Hold up, devs — your IDE might be the next target. A new malware campaign dubbed 'GlassWorm' is hitting developers hard, using a sneaky Zig dropper to infect multiple IDEs. It's all about that fake WakaTime VS Code extension, spreading through Open VSX to drop RATs and steal your precious data. Time to rotate those creds, like, yesterday.

The attack kicks off with a malicious extension masquerading as WakaTime, a legit productivity tool. Once installed, it deploys a Zig-based dropper — yeah, that low-level language — to infect Visual Studio Code and other IDEs. This isn't just a simple hack; it's a full-blown supply chain nightmare, targeting devs at their core workflow.

Security researchers are sounding the alarm: this campaign is sophisticated, leveraging blockchain tech to obscure its tracks. It's not just about malware — it's about info-stealing, remote access, and turning your dev environment into a hacker's playground. If you've installed any sus extensions lately, check your systems ASAP.

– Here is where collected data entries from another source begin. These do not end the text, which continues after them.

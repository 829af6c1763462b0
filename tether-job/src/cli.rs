//! Command-line arguments for the `tether-job` binary

use std::path::PathBuf;

use clap::Parser;
use uuid::Uuid;

use crate::auth::PUBLIC_KEY_ENV_VAR;

/// tether-job - run one PTY job that outlives its main server
///
/// Reads `Tether-JobAuthToken:<token>` from stdin, then listens on the job
/// socket for main servers.
#[derive(Parser, Debug)]
#[command(author, version, about, long_about = None)]
pub struct Args {
    /// Job id
    #[arg(long)]
    pub job_id: Uuid,

    /// Id of the client that owns the job
    #[arg(long)]
    pub client_id: Uuid,

    /// Socket path (defaults to the per-job path under the runtime dir)
    #[arg(long, short = 'S')]
    pub socket: Option<PathBuf>,

    /// Config file (defaults to the user config file)
    #[arg(long, short = 'c')]
    pub config: Option<PathBuf>,

    /// Detach from the terminal and redirect stdio to the job log
    #[arg(long, default_value_t = false)]
    pub daemon: bool,

    /// File descriptor to write `ready` to once the socket is listening
    #[arg(long)]
    pub ready_fd: Option<i32>,

    /// Base64 Ed25519 key that main-server tokens are signed with
    #[arg(long, env = PUBLIC_KEY_ENV_VAR, hide_env_values = true)]
    pub public_key: String,
}

impl Args {
    pub fn parse_args() -> Self {
        Self::parse()
    }

    /// Socket to listen on
    pub fn socket_path(&self) -> PathBuf {
        self.socket.clone().unwrap_or_else(|| {
            tether_utils::job_socket_path(&self.client_id.to_string(), &self.job_id.to_string())
        })
    }
}
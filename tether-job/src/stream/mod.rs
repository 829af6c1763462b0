//! Job output streaming
//!
//! [`CircularBuffer`] holds unacknowledged output; [`StreamManager`] drives
//! the reader and send tasks and the ACK protocol on top of it.

mod buffer;
mod manager;

pub use buffer::{BufferWriter, CircularBuffer};
pub use manager::{DataSender, OutputSource, StreamManager};
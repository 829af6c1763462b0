//! Ring buffer of output that the peer has not acknowledged yet
//!
//! Positions are tracked two ways: `read_pos`/`write_pos` index the backing
//! array, while `total_size` counts every byte ever written. `head_pos()` is
//! the absolute offset of the oldest byte still held, which is what stream
//! sequence numbers are built from.
//!
//! In sync mode a writer blocks once `window_size` bytes are held, until
//! `consume` frees space or the window grows. In async mode writes never
//! block; once the window is full the oldest bytes are overwritten.

use std::sync::Arc;

use parking_lot::Mutex;
use tokio::sync::{oneshot, Notify};
use tokio_util::sync::CancellationToken;
use tracing::trace;

use tether_utils::{Result, TetherError};

struct BufferState {
    buf: Box<[u8]>,
    read_pos: usize,
    write_pos: usize,
    count: usize,
    total_size: u64,
    sync_mode: bool,
    window_size: usize,
    /// Wakes the single writer parked on a full window
    waiter: Option<oneshot::Sender<()>>,
    writer_taken: bool,
}

impl BufferState {
    fn capacity(&self) -> usize {
        self.buf.len()
    }

    /// Copy as much of `data` as the current mode allows, returning the count
    fn write_available(&mut self, data: &[u8]) -> usize {
        let n = if self.sync_mode {
            data.len().min(self.window_size.saturating_sub(self.count))
        } else {
            data.len()
        };

        let cap = self.capacity();
        for &byte in &data[..n] {
            self.buf[self.write_pos] = byte;
            self.write_pos = (self.write_pos + 1) % cap;
            if self.count < self.window_size {
                self.count += 1;
            } else {
                // Async overwrite: drop the oldest byte
                self.read_pos = (self.read_pos + 1) % cap;
            }
            self.total_size += 1;
        }
        n
    }

    fn wake_writer(&mut self) {
        if let Some(tx) = self.waiter.take() {
            let _ = tx.send(());
        }
    }
}

/// Fixed-capacity ring buffer with absolute offsets
pub struct CircularBuffer {
    state: Mutex<BufferState>,
}

impl CircularBuffer {
    /// Create a buffer whose effective window starts at full capacity
    ///
    /// # Panics
    ///
    /// Panics if `capacity` is zero.
    pub fn new(capacity: usize, sync_mode: bool) -> Self {
        assert!(capacity > 0, "circular buffer capacity must be non-zero");
        Self {
            state: Mutex::new(BufferState {
                buf: vec![0u8; capacity].into_boxed_slice(),
                read_pos: 0,
                write_pos: 0,
                count: 0,
                total_size: 0,
                sync_mode,
                window_size: capacity,
                waiter: None,
                writer_taken: false,
            }),
        }
    }

    /// Claim the write handle
    ///
    /// Only one [`BufferWriter`] exists at a time, so at most one writer can
    /// ever be parked on a full window. Fails with `WriterBusy` while another
    /// handle is alive.
    pub fn take_writer(self: &Arc<Self>) -> Result<BufferWriter> {
        let mut st = self.state.lock();
        if st.writer_taken {
            return Err(TetherError::WriterBusy);
        }
        st.writer_taken = true;
        Ok(BufferWriter {
            buffer: Arc::clone(self),
            on_stored: None,
        })
    }

    /// Copy up to `dst.len()` bytes starting `offset` bytes past the read
    /// cursor, without consuming them. Returns the number copied.
    pub fn peek_data_at(&self, offset: usize, dst: &mut [u8]) -> usize {
        let st = self.state.lock();
        if offset >= st.count {
            return 0;
        }

        let n = dst.len().min(st.count - offset);
        let cap = st.capacity();
        let start = (st.read_pos + offset) % cap;
        let first = n.min(cap - start);
        dst[..first].copy_from_slice(&st.buf[start..start + first]);
        if first < n {
            dst[first..n].copy_from_slice(&st.buf[..n - first]);
        }
        n
    }

    /// Drop `n` bytes from the front and wake a parked writer
    pub fn consume(&self, n: usize) -> Result<()> {
        let mut st = self.state.lock();
        if n > st.count {
            return Err(TetherError::BufferOverConsume {
                requested: n,
                available: st.count,
            });
        }
        st.read_pos = (st.read_pos + n) % st.capacity();
        st.count -= n;
        st.wake_writer();
        Ok(())
    }

    /// Absolute offset of the oldest byte still held
    pub fn head_pos(&self) -> u64 {
        let st = self.state.lock();
        st.total_size - st.count as u64
    }

    /// Bytes currently held
    pub fn size(&self) -> usize {
        self.state.lock().count
    }

    /// Bytes ever written
    pub fn total_size(&self) -> u64 {
        self.state.lock().total_size
    }

    pub fn capacity(&self) -> usize {
        self.state.lock().capacity()
    }

    pub fn window_size(&self) -> usize {
        self.state.lock().window_size
    }

    pub fn is_sync_mode(&self) -> bool {
        self.state.lock().sync_mode
    }

    /// Change flow-control mode and window in one step
    ///
    /// The window is clamped to capacity. Shrinking never discards held
    /// bytes; it only stops new writes until enough is consumed.
    pub fn set_effective_window(&self, sync_mode: bool, window_size: usize) {
        let mut st = self.state.lock();
        let was_sync = st.sync_mode;
        let old_window = st.window_size;

        st.sync_mode = sync_mode;
        st.window_size = window_size.min(st.capacity());

        if was_sync && (st.window_size > old_window || !sync_mode) {
            st.wake_writer();
        }
    }
}

impl std::fmt::Debug for CircularBuffer {
    fn fmt(&self, f: &mut std::fmt::Formatter<'_>) -> std::fmt::Result {
        let st = self.state.lock();
        f.debug_struct("CircularBuffer")
            .field("capacity", &st.capacity())
            .field("count", &st.count)
            .field("total_size", &st.total_size)
            .field("sync_mode", &st.sync_mode)
            .field("window_size", &st.window_size)
            .finish()
    }
}

/// Exclusive write handle for a [`CircularBuffer`]
pub struct BufferWriter {
    buffer: Arc<CircularBuffer>,
    on_stored: Option<Arc<Notify>>,
}

impl BufferWriter {
    /// Signal `notify` whenever a write stores bytes, including the part of
    /// a write that went in before it parked on a full window
    pub fn notify_on_store(mut self, notify: Arc<Notify>) -> Self {
        self.on_stored = Some(notify);
        self
    }

    /// Write all of `data`, waiting for window space in sync mode
    pub async fn write(&mut self, data: &[u8]) -> Result<usize> {
        self.write_with_cancel(&CancellationToken::new(), data).await
    }

    /// Write all of `data` unless `cancel` fires first
    ///
    /// On cancellation returns `WriteCancelled` carrying the number of bytes
    /// that did make it into the buffer.
    pub async fn write_with_cancel(
        &mut self,
        cancel: &CancellationToken,
        data: &[u8],
    ) -> Result<usize> {
        let mut written = 0;
        loop {
            let (stored, rx) = {
                let mut st = self.buffer.state.lock();
                let stored = st.write_available(&data[written..]);
                written += stored;
                if written == data.len() {
                    (stored, None)
                } else {
                    let (tx, rx) = oneshot::channel();
                    st.waiter = Some(tx);
                    (stored, Some(rx))
                }
            };
            if stored > 0 {
                if let Some(notify) = &self.on_stored {
                    notify.notify_one();
                }
            }
            let Some(rx) = rx else {
                return Ok(written);
            };

            trace!(written, remaining = data.len() - written, "buffer window full");
            tokio::select! {
                _ = rx => {}
                _ = cancel.cancelled() => {
                    self.buffer.state.lock().waiter = None;
                    return Err(TetherError::WriteCancelled { written });
                }
            }
        }
    }

    pub fn buffer(&self) -> &Arc<CircularBuffer> {
        &self.buffer
    }
}

impl Drop for BufferWriter {
    fn drop(&mut self) {
        let mut st = self.buffer.state.lock();
        st.writer_taken = false;
        st.waiter = None;
    }
}
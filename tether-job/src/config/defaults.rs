//! Default configuration values

/// Default configuration as TOML (for reference/documentation)
pub const DEFAULT_CONFIG_TOML: &str = r##"
# tether job manager configuration

[stream]
cwnd_size = 65536
buffer_size = 2097152
max_packet_size = 4096
read_chunk_size = 4096

[input]
reorder_timeout_ms = 50
reorder_capacity = 64

[rpc]
request_timeout_ms = 5000
exit_delay_ms = 500
signal_grace_ms = 100
token_read_timeout_ms = 5000

[daemon]
# log_file = "/tmp/tether-job.out"
"##;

Bottom line: This is a wake-up call for the dev community. With tags like Malware, Information Stealer, and Software Supply Chain, it's clear — attackers are going after the tools you trust. Stay vigilant, update your extensions from trusted sources only, and maybe give your security setup a serious look. Because in 2026, your code isn't the only thing that needs protecting.